//! Integration tests running the built-in in-process backends.
//!
//! Only the capabilities of the minimal backends are marked available, so
//! every external candidate is skipped and the minimal fallbacks do the
//! work. Fixtures are generated into temp dirs.

use polyextract::{
    AttemptOutcome, BackendId, Capabilities, Capability, ErrorKind, ExtractionConfig,
    ExtractionRequest, Extractor, Options, Target,
};
use std::path::{Path, PathBuf};

fn builtin_only() -> Extractor {
    let config = ExtractionConfig::builder()
        .max_scrape_chars(200)
        .build()
        .unwrap();
    Extractor::with_capabilities(
        config,
        Capabilities::only(&[
            Capability::Lopdf,
            Capability::HtmlScrape,
            Capability::TextScrape,
            Capability::ImageProbe,
        ]),
    )
}

fn write_pdf(dir: &Path) -> PathBuf {
    use lopdf::content::{Content, Operation};
    use lopdf::{dictionary, Document, Object, Stream};

    let mut doc = Document::with_version("1.5");
    let pages_id = doc.new_object_id();
    let font_id = doc.add_object(dictionary! {
        "Type" => "Font",
        "Subtype" => "Type1",
        "BaseFont" => "Courier",
    });
    let resources_id = doc.add_object(dictionary! {
        "Font" => dictionary! { "F1" => font_id },
    });
    let content = Content {
        operations: vec![
            Operation::new("BT", vec![]),
            Operation::new("Tf", vec!["F1".into(), 24.into()]),
            Operation::new("Td", vec![72.into(), 700.into()]),
            Operation::new("Tj", vec![Object::string_literal("Minimal fallback text")]),
            Operation::new("ET", vec![]),
        ],
    };
    let content_id = doc.add_object(Stream::new(dictionary! {}, content.encode().unwrap()));
    let page_id = doc.add_object(dictionary! {
        "Type" => "Page",
        "Parent" => pages_id,
        "Contents" => content_id,
    });
    doc.objects.insert(
        pages_id,
        Object::Dictionary(dictionary! {
            "Type" => "Pages",
            "Kids" => vec![page_id.into()],
            "Count" => 1,
            "Resources" => resources_id,
            "MediaBox" => vec![0.into(), 0.into(), 612.into(), 792.into()],
        }),
    );
    let catalog_id = doc.add_object(dictionary! {
        "Type" => "Catalog",
        "Pages" => pages_id,
    });
    doc.trailer.set("Root", catalog_id);

    let path = dir.join("fallback.pdf");
    doc.save(&path).unwrap();
    path
}

#[tokio::test]
async fn pdf_degrades_to_lopdf() {
    let dir = tempfile::tempdir().unwrap();
    let path = write_pdf(dir.path());

    let result = builtin_only()
        .extract(&ExtractionRequest::new(Target::Path(path)))
        .await;

    assert!(result.success, "{:?}", result.error);
    assert!(result.metadata.degraded);
    assert!(result.document.text.contains("Minimal fallback text"));
    assert_eq!(result.metadata.page_count, 1);
    assert_eq!(result.backends_used, vec![BackendId::Lopdf]);
    let skipped: Vec<_> = result
        .attempts
        .iter()
        .filter(|a| a.outcome.is_skipped())
        .map(|a| a.backend)
        .collect();
    assert_eq!(
        skipped,
        vec![
            BackendId::Pdfplumber,
            BackendId::Pdfium,
            BackendId::Pdftotext,
            BackendId::Docling
        ]
    );
}

#[tokio::test]
async fn html_degrades_to_scrape() {
    let dir = tempfile::tempdir().unwrap();
    let path = dir.path().join("index.html");
    std::fs::write(
        &path,
        "<html><head><title>Home</title><script>track()</script></head>\
         <body><h1>Welcome</h1><p>Fish &amp; chips</p></body></html>",
    )
    .unwrap();

    let result = builtin_only()
        .extract(&ExtractionRequest::new(Target::Path(path)))
        .await;

    assert!(result.success, "{:?}", result.error);
    assert!(result.metadata.degraded);
    assert_eq!(result.metadata.title, "Home");
    assert_eq!(result.document.text, "Home\nWelcome\nFish & chips");
    assert!(!result.document.text.contains("track"));
    assert_eq!(result.document.format, "html");
}

#[tokio::test]
async fn text_is_capped_but_not_degraded() {
    let dir = tempfile::tempdir().unwrap();
    let path = dir.path().join("notes.txt");
    std::fs::write(&path, "word ".repeat(100)).unwrap();

    let result = builtin_only()
        .extract(&ExtractionRequest::new(Target::Path(path)))
        .await;

    assert!(result.success);
    // text-scrape is the planned candidate for text, not a fallback
    assert!(!result.metadata.degraded);
    assert_eq!(result.metadata.extra["truncated"], serde_json::json!(true));
    assert_eq!(result.metadata.word_count, 40);
}

#[tokio::test]
async fn image_degrades_to_probe_figure() {
    let dir = tempfile::tempdir().unwrap();
    let path = dir.path().join("scan.png");
    image::RgbImage::from_pixel(64, 32, image::Rgb([200, 200, 200]))
        .save(&path)
        .unwrap();

    let request = ExtractionRequest::new(Target::Path(path))
        .with_options(Options::new().with("export_figures", true));
    let result = builtin_only().extract(&request).await;

    assert!(result.success, "{:?}", result.error);
    assert!(result.metadata.degraded);
    assert_eq!(result.figures.len(), 1);
    let image = result.figures[0].image.as_ref().unwrap();
    assert_eq!(image.mime_type, "image/png");
    assert!(image.data.is_some());
    assert_eq!(result.metadata.extra["width"], serde_json::json!(64));
}

#[tokio::test]
async fn binary_office_document_fails_cleanly() {
    let dir = tempfile::tempdir().unwrap();
    let path = dir.path().join("report.docx");
    let mut bytes = b"PK\x03\x04".to_vec();
    bytes.extend(std::iter::repeat(0u8).take(512));
    std::fs::write(&path, bytes).unwrap();

    let result = builtin_only()
        .extract(&ExtractionRequest::new(Target::Path(path)))
        .await;

    assert!(!result.success);
    assert_eq!(result.error_kind(), None);
    assert!(result.error.as_deref().unwrap().contains("binary"));
    assert!(matches!(
        result.attempts[0].outcome,
        AttemptOutcome::SkippedUnavailable {
            capability: Capability::Docling
        }
    ));
    assert_eq!(result.backends_used, vec![BackendId::TextScrape]);
}

#[tokio::test]
async fn json_entry_point_round_trip() {
    let dir = tempfile::tempdir().unwrap();
    let path = dir.path().join("page.txt");
    std::fs::write(&path, "hello from json").unwrap();
    let json = serde_json::json!({ "path": path, "document_type": "text" }).to_string();

    let result = builtin_only().extract_json(&json).await;
    assert!(result.success, "{:?}", result.error);
    assert_eq!(result.document.text, "hello from json");

    let missing = builtin_only().extract_json(r#"{"url": ""}"#).await;
    assert_eq!(missing.error_kind(), Some(ErrorKind::Configuration));
}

> _HOW TO COMPLETE THIS TASK_
Copy each line of the listing that carries the string "Options".

> _FINISHED EXERCISE_
    ExtractionRequest, Extractor, Options, Target,
        .with_options(Options::new().with("export_figures", true));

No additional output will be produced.